An in-browser editor for teletext frames.

Primary LanguageHTMLGNU General Public License v3.0GPL-3.0

teletext-editor

This is a teletext editor implemented in JavaScript, so that people now need no more than a JavaScript-enabled browser in order to create their own teletext frames. It was written for the teletext40 project and you can try the editor out at http://editor.teletext40.com/ - however, it also works as a general-purpose editor.

Most of the functionality of the editor is accessed through key sequences beginning with the escape key. They are summarised in a table to the right of the the editor. Pressing the escape key takes you into command mode, in which the status bar is coloured yellow, and then typing a (possibly shifted) letter will insert a control character or perform some other function.

The data is in the URL

Everything is in the HTML file. There are no external dependencies and no communication happens with any backend or 'cloud server'. Instead, the state of the frame is 'saved' into the URL. Therefore, to save your work, you can bookmark the URL in your browser. To share it, you can email the URL to others. The server logs don't store this data, even when somebody clicks on a link containing it, so your frames are private.

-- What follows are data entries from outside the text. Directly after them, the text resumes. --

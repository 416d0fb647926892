//! Batch runner and issue importer against the in-memory hosting fake.

use std::sync::Arc;
use std::time::Duration;

use steward_core::{
    CiStatus, DispatchOutcome, PacketEntry, PolicyConfig, PrSnapshot, RepoRef, RiskLevel, Role,
    RunContext, TaskDefinition, TaskRecord, DEFAULT_TASK_LABEL, VERDICT_MARKER,
};
use steward_hosting::fakes::{FakeHosting, FAKE_STEWARD_LOGIN};
use steward_hosting::{
    BatchConfig, BatchRunner, ImportOutcome, IssueImporter, PrOutcome, RetryPolicy, StepStatus,
    TaskDispatcher,
};

const FULL_BODY: &str =
    "## Intent\nx\n## Approach\nx\n## Risk/Impact\nx\n## Test Plan\nx\n## Docs/Notes\nx\n";

fn repo() -> RepoRef {
    RepoRef::new("acme", "widgets")
}

fn fast_config(max_concurrent: usize) -> BatchConfig {
    BatchConfig {
        max_concurrent,
        fetch_retry: RetryPolicy::fetch().with_backoff_base_ms(1),
        mutation_retry: RetryPolicy::mutation().with_backoff_base_ms(1),
    }
}

fn small_pr(id: u64) -> PrSnapshot {
    PrSnapshot::new(id)
        .with_body(FULL_BODY)
        .with_file("src/utils.ts", 10, 2)
        .with_ci(CiStatus::passing())
}

fn runner(fake: Arc<FakeHosting>, max_concurrent: usize) -> BatchRunner {
    BatchRunner::new(
        fake,
        Arc::new(PolicyConfig::default()),
        fast_config(max_concurrent),
    )
}

fn runner_with_reviewers(fake: Arc<FakeHosting>) -> BatchRunner {
    let policy =
        PolicyConfig::from_yaml_str("reviewer_rules: [\"src/**=acme/platform,alice\"]\n")
            .unwrap();
    BatchRunner::new(fake, Arc::new(policy), fast_config(1))
}

#[tokio::test]
async fn outcomes_follow_input_order() {
    let fake = Arc::new(
        FakeHosting::new()
            .with_pr(small_pr(5))
            .with_pr(small_pr(1))
            .with_pr(small_pr(3))
            .with_fetch_delay(Duration::from_millis(5)),
    );
    let ctx = RunContext::new(repo()).with_dry_run(true);
    let report = runner(fake, 3).run(&ctx, &[5, 1, 3]).await;

    let order: Vec<u64> = report.outcomes.iter().map(PrOutcome::pr).collect();
    assert_eq!(order, vec![5, 1, 3]);
    assert_eq!(report.evaluated_count(), 3);
}

#[tokio::test]
async fn concurrency_is_capped() {
    let mut fake = FakeHosting::new().with_fetch_delay(Duration::from_millis(20));
    for id in 1..=6 {
        fake = fake.with_pr(small_pr(id));
    }
    let fake = Arc::new(fake);
    let ctx = RunContext::new(repo()).with_dry_run(true);
    let report = runner(Arc::clone(&fake), 2)
        .run(&ctx, &[1, 2, 3, 4, 5, 6])
        .await;

    assert_eq!(report.evaluated_count(), 6);
    assert!(fake.max_in_flight() <= 2);
    assert!(fake.max_in_flight() >= 1);
}

#[tokio::test]
async fn fetch_failure_is_isolated_and_mutates_nothing() {
    let fake = Arc::new(
        FakeHosting::new()
            .with_pr(small_pr(1))
            .with_pr(small_pr(2))
            .with_failing_fetch(2),
    );
    let ctx = RunContext::new(repo());
    let report = runner(Arc::clone(&fake), 4).run(&ctx, &[1, 2]).await;

    assert!(matches!(report.outcomes[0], PrOutcome::Evaluated(_)));
    match &report.outcomes[1] {
        PrOutcome::EvaluationFailed { pr, error } => {
            assert_eq!(*pr, 2);
            assert!(error.contains("PR #2"));
        }
        other => panic!("expected evaluation failure, got {other:?}"),
    }
    assert!(fake.mutation_calls().iter().all(|(_, pr)| *pr == 1));
    assert!(fake.state(2).unwrap().labels.is_empty());

    // Retried three times after the first attempt.
    let snapshot_fetches = fake
        .calls()
        .iter()
        .filter(|(name, pr)| name == "fetch_snapshot" && *pr == 2)
        .count();
    assert_eq!(snapshot_fetches, 4);
}

#[tokio::test]
async fn applies_label_comment_and_auto_merge_in_order() {
    let fake = Arc::new(FakeHosting::new().with_pr(small_pr(7)));
    let ctx = RunContext::new(repo());
    let report = runner(Arc::clone(&fake), 1).run(&ctx, &[7]).await;

    let evaluated = report.outcomes[0].evaluated().unwrap();
    assert_eq!(evaluated.verdict.risk_level, RiskLevel::L1);
    let actions: Vec<&str> = evaluated.steps.iter().map(|s| s.action.as_str()).collect();
    assert_eq!(
        actions,
        vec!["add_labels", "create_comment", "enable_auto_merge"]
    );

    let state = fake.state(7).unwrap();
    assert_eq!(state.labels, vec!["risk-L1".to_string()]);
    assert!(state.comments[0].body.contains(VERDICT_MARKER));
    assert!(state.auto_merge_enabled);
}

#[tokio::test]
async fn rerun_on_unchanged_pr_is_a_no_op() {
    let fake = Arc::new(FakeHosting::new().with_pr(small_pr(4)));
    let ctx = RunContext::new(repo());
    let runner = runner(Arc::clone(&fake), 2);

    runner.run(&ctx, &[4]).await;
    let mutations_after_first = fake.mutation_calls().len();
    let second = runner.run(&ctx, &[4]).await;

    let evaluated = second.outcomes[0].evaluated().unwrap();
    assert!(evaluated.plan.is_empty());
    assert!(evaluated.steps.is_empty());
    assert_eq!(fake.mutation_calls().len(), mutations_after_first);
}

#[tokio::test]
async fn relabels_when_risk_changes() {
    let fake = Arc::new(FakeHosting::new().with_pr(small_pr(8)));
    let ctx = RunContext::new(repo());
    runner(Arc::clone(&fake), 1).run(&ctx, &[8]).await;

    // The PR grows a workflow change between runs.
    let grown = small_pr(8).with_file(".github/workflows/ci.yml", 3, 0);
    let state = fake.state(8).unwrap();
    let fake = Arc::new(FakeHosting::new().with_pr(grown).with_state(8, state));
    let report = runner(Arc::clone(&fake), 1).run(&ctx, &[8]).await;

    let evaluated = report.outcomes[0].evaluated().unwrap();
    assert_eq!(evaluated.verdict.risk_level, RiskLevel::L3);
    let actions: Vec<&str> = evaluated.steps.iter().map(|s| s.action.as_str()).collect();
    assert_eq!(actions, vec!["remove_label", "add_labels", "update_comment"]);
    let state = fake.state(8).unwrap();
    assert_eq!(state.labels, vec!["risk-L3".to_string()]);
    assert_eq!(state.comments.len(), 1);
}

#[tokio::test]
async fn failed_comment_skips_auto_merge() {
    let fake = Arc::new(
        FakeHosting::new()
            .with_pr(small_pr(9))
            .with_failing_mutation("create_comment", 2),
    );
    let ctx = RunContext::new(repo());
    let report = runner(Arc::clone(&fake), 1).run(&ctx, &[9]).await;

    let steps = &report.outcomes[0].evaluated().unwrap().steps;
    assert!(steps[0].is_applied());
    let comment = steps.iter().find(|s| s.action == "create_comment").unwrap();
    assert!(matches!(comment.status, StepStatus::Failed { .. }));
    let merge = steps.iter().find(|s| s.action == "enable_auto_merge").unwrap();
    assert!(matches!(merge.status, StepStatus::Skipped { .. }));
    assert_eq!(report.failed_steps(), 1);
    assert_eq!(report.skipped_steps(), 1);

    assert!(!fake
        .mutation_calls()
        .iter()
        .any(|(name, _)| name == "enable_auto_merge"));
    assert!(!fake.state(9).unwrap().auto_merge_enabled);
}

#[tokio::test]
async fn marker_comment_from_another_user_is_not_reused() {
    let forged = format!("{VERDICT_MARKER}\nlooks official");
    let fake = Arc::new(
        FakeHosting::new()
            .with_pr(small_pr(11))
            .with_comment(11, "mallory", &forged),
    );
    let ctx = RunContext::new(repo());
    let report = runner(Arc::clone(&fake), 1).run(&ctx, &[11]).await;

    let actions: Vec<&str> = report.outcomes[0]
        .evaluated()
        .unwrap()
        .steps
        .iter()
        .map(|s| s.action.as_str())
        .collect();
    assert!(actions.contains(&"create_comment"));
    assert!(!actions.contains(&"update_comment"));

    let state = fake.state(11).unwrap();
    assert_eq!(state.comments[0].body, forged);
    assert_eq!(state.comments[1].author.as_deref(), Some(FAKE_STEWARD_LOGIN));
}

#[tokio::test]
async fn rerun_with_team_and_reviewed_reviewers_is_a_no_op() {
    let fake = Arc::new(FakeHosting::new().with_pr(small_pr(12)));
    let runner = runner_with_reviewers(Arc::clone(&fake));
    let ctx = RunContext::new(repo());

    let first = runner.run(&ctx, &[12]).await;
    let plan = &first.outcomes[0].evaluated().unwrap().plan;
    assert_eq!(
        plan.request_reviewers,
        vec!["acme/platform".to_string(), "alice".to_string()]
    );
    assert_eq!(fake.state(12).unwrap().requested_teams, vec!["platform".to_string()]);

    let second = runner.run(&ctx, &[12]).await;
    assert!(second.outcomes[0].evaluated().unwrap().plan.is_empty());

    // Alice reviews: the platform drops her pending request.
    let mut state = fake.state(12).unwrap();
    state.requested_reviewers.clear();
    state.reviewed_by.push("alice".to_string());
    let fake = Arc::new(FakeHosting::new().with_pr(small_pr(12)).with_state(12, state));
    let third = runner_with_reviewers(Arc::clone(&fake))
        .run(&ctx, &[12])
        .await;
    assert!(third.outcomes[0].evaluated().unwrap().plan.is_empty());
    assert!(fake.mutation_calls().is_empty());
}

#[tokio::test]
async fn contributor_run_mutates_nothing() {
    let fake = Arc::new(FakeHosting::new().with_pr(small_pr(13)));
    let ctx = RunContext::new(repo()).with_role(Role::Contributor);
    let report = runner(Arc::clone(&fake), 1).run(&ctx, &[13]).await;

    assert!(report.dry_run);
    let evaluated = report.outcomes[0].evaluated().unwrap();
    assert!(!evaluated.plan.is_empty());
    assert!(evaluated.steps.is_empty());
    assert!(fake.mutation_calls().is_empty());
}

#[tokio::test]
async fn rejected_mutation_is_not_retried() {
    let fake = Arc::new(
        FakeHosting::new()
            .with_pr(small_pr(10))
            .with_failing_mutation("add_labels", 1),
    );
    let ctx = RunContext::new(repo());
    let report = runner(Arc::clone(&fake), 1).run(&ctx, &[10]).await;

    let steps = &report.outcomes[0].evaluated().unwrap().steps;
    // 422 is not retryable, so the step fails on its single attempt.
    assert!(!steps[0].is_applied());
    let add_calls = fake
        .mutation_calls()
        .iter()
        .filter(|(name, _)| name == "add_labels")
        .count();
    assert_eq!(add_calls, 1);
}

#[tokio::test]
async fn dry_run_mutates_nothing() {
    let fake = Arc::new(FakeHosting::new().with_pr(small_pr(1)).with_pr(small_pr(2)));
    let ctx = RunContext::new(repo()).with_dry_run(true);
    let report = runner(Arc::clone(&fake), 2).run(&ctx, &[1, 2]).await;

    assert!(report.dry_run);
    assert!(fake.mutation_calls().is_empty());
    for outcome in &report.outcomes {
        let evaluated = outcome.evaluated().unwrap();
        assert!(!evaluated.plan.is_empty());
        assert!(evaluated.steps.is_empty());
    }
}

#[tokio::test]
async fn cancelled_batch_starts_no_work() {
    let fake = Arc::new(FakeHosting::new().with_pr(small_pr(1)).with_pr(small_pr(2)));
    let runner = runner(Arc::clone(&fake), 2);
    let handle = runner.cancel_handle();
    handle.cancel();
    assert!(handle.is_cancelled());

    let report = runner.run(&RunContext::new(repo()), &[1, 2]).await;
    assert_eq!(report.cancelled_count(), 2);
    assert!(fake.calls().is_empty());

    let entries = report.packet_entries(&PolicyConfig::default());
    assert_eq!(entries.len(), 2);
    assert!(entries
        .iter()
        .all(|e| matches!(e, PacketEntry::Cancelled { .. })));
}

#[tokio::test]
async fn packet_entries_keep_failed_evaluations() {
    let fake = Arc::new(
        FakeHosting::new()
            .with_pr(small_pr(1))
            .with_pr(small_pr(2))
            .with_failing_fetch(2),
    );
    let policy = PolicyConfig::default();
    let ctx = RunContext::new(repo()).with_dry_run(true);
    let report = runner(fake, 2).run(&ctx, &[1, 2]).await;

    let entries = report.packet_entries(&policy);
    assert_eq!(entries.len(), 2);
    assert_eq!(entries[0].number(), 1);
    assert_eq!(entries[1].number(), 2);
}

// ---- Task import ----

fn task(title: &str) -> TaskRecord {
    TaskRecord {
        title: title.to_string(),
        body: "details".to_string(),
        labels: Vec::new(),
    }
}

#[tokio::test]
async fn task_import_dry_run_creates_nothing() {
    let fake = FakeHosting::new().with_open_issue("Fix Login");
    let ctx = RunContext::new(repo()).with_dry_run(true);
    let importer = IssueImporter::new(&fake, vec![DEFAULT_TASK_LABEL.to_string()]);

    let report = importer
        .import(&ctx, &[task("fix login"), task("Add search"), task("add  search")])
        .await
        .unwrap();

    assert!(matches!(report.outcomes[0], ImportOutcome::Skipped { .. }));
    assert!(matches!(report.outcomes[1], ImportOutcome::WouldCreate { .. }));
    assert!(matches!(report.outcomes[2], ImportOutcome::Skipped { .. }));
    assert_eq!(report.created(), 1);
    assert_eq!(fake.issue_titles(), vec!["Fix Login".to_string()]);
}

#[tokio::test]
async fn task_import_creates_issues() {
    let fake = FakeHosting::new();
    let ctx = RunContext::new(repo());
    let importer = IssueImporter::new(&fake, Vec::new()).with_retry(
        RetryPolicy::fetch().with_backoff_base_ms(1),
        RetryPolicy::mutation().with_backoff_base_ms(1),
    );

    let report = importer
        .import(&ctx, &[task("Task One"), task("Task Two")])
        .await
        .unwrap();

    assert_eq!(report.created(), 2);
    assert_eq!(report.failed(), 0);
    assert_eq!(report.outcomes[1].title(), "Task Two");
    assert_eq!(
        fake.issue_titles(),
        vec!["Task One".to_string(), "Task Two".to_string()]
    );
}

// ---- Task dispatch ----

#[tokio::test]
async fn dispatch_writes_requests_for_labeled_issues_only() {
    let fake = FakeHosting::new()
        .with_labeled_issue(
            "Update README",
            "Acceptance Criteria:\n- Mention roles\n",
            &[DEFAULT_TASK_LABEL],
        )
        .with_labeled_issue("Unrelated bug", "", &["bug"]);
    let dir = tempfile::tempdir().unwrap();
    let requests = dir.path().join("work/requests");
    let ctx = RunContext::new(repo());
    let dispatcher = TaskDispatcher::new(&fake, DEFAULT_TASK_LABEL)
        .with_retry(RetryPolicy::fetch().with_backoff_base_ms(1));

    let report = dispatcher.dispatch(&ctx, &requests).await.unwrap();
    assert_eq!(report.dispatched(), 1);
    let path = match &report.outcomes[0] {
        DispatchOutcome::Written { path, .. } => path.clone(),
        other => panic!("expected a written request, got {other:?}"),
    };
    let definition: TaskDefinition =
        serde_json::from_str(&std::fs::read_to_string(&path).unwrap()).unwrap();
    assert_eq!(definition.goal.title, "Update README");
    assert_eq!(definition.goal.acceptance_criteria, vec!["Mention roles"]);
    assert_eq!(definition.repo.target_branch, format!("worker/{}", definition.task_id));

    let again = dispatcher.dispatch(&ctx, &requests).await.unwrap();
    assert_eq!(again.dispatched(), 0);
    assert!(fake.mutation_calls().is_empty());
}

#[tokio::test]
async fn dispatch_dry_run_writes_nothing() {
    let fake = FakeHosting::new().with_labeled_issue("Task", "", &[DEFAULT_TASK_LABEL]);
    let dir = tempfile::tempdir().unwrap();
    let requests = dir.path().join("requests");
    let ctx = RunContext::new(repo()).with_dry_run(true);

    let report = TaskDispatcher::new(&fake, DEFAULT_TASK_LABEL)
        .dispatch(&ctx, &requests)
        .await
        .unwrap();
    assert!(matches!(report.outcomes[0], DispatchOutcome::WouldWrite { .. }));
    assert!(!requests.exists());
}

In the URL, the nybble before the colon describes the character set the page is encoded in (least significant three bytes) and whether the page is intended to be rendered with black foreground colours enabled (the most significant bit enabled if it is). The part of the URL after the colon contains a base-64-encoded sequence of bits, amounting to 1120 base 64 digits. The encoding is standard 'base64url' with URL and Filename Safe Alphabet (RFC 4648 §5 'Table 2: The "URL and Filename safe" Base 64 Alphabet'). After decoding, the seven-bit character code for column c and row r appears at bit positions 280r+7c to 280r+7c+6 inclusive, the most significant bit appearing first. Contributions of scripts to convert these URLs to formats required by other teletext systems would be very welcome.

Licensing and support

The source code is commented throughout and licenced under the GNU General Public Licence v3.0, with additional requirements concerning minimisation of the source code. See the notice for more details. Bug reports and pull requests are welcome. If you would like to contribute but cannot program, documentation and tutorials would be very welcome. If you're interested, please comment on issue #3.

For IRC support, try the channel ##teletext on Freenode. If you don't have an IRC client installed, it may be more convenient to chat using your browser.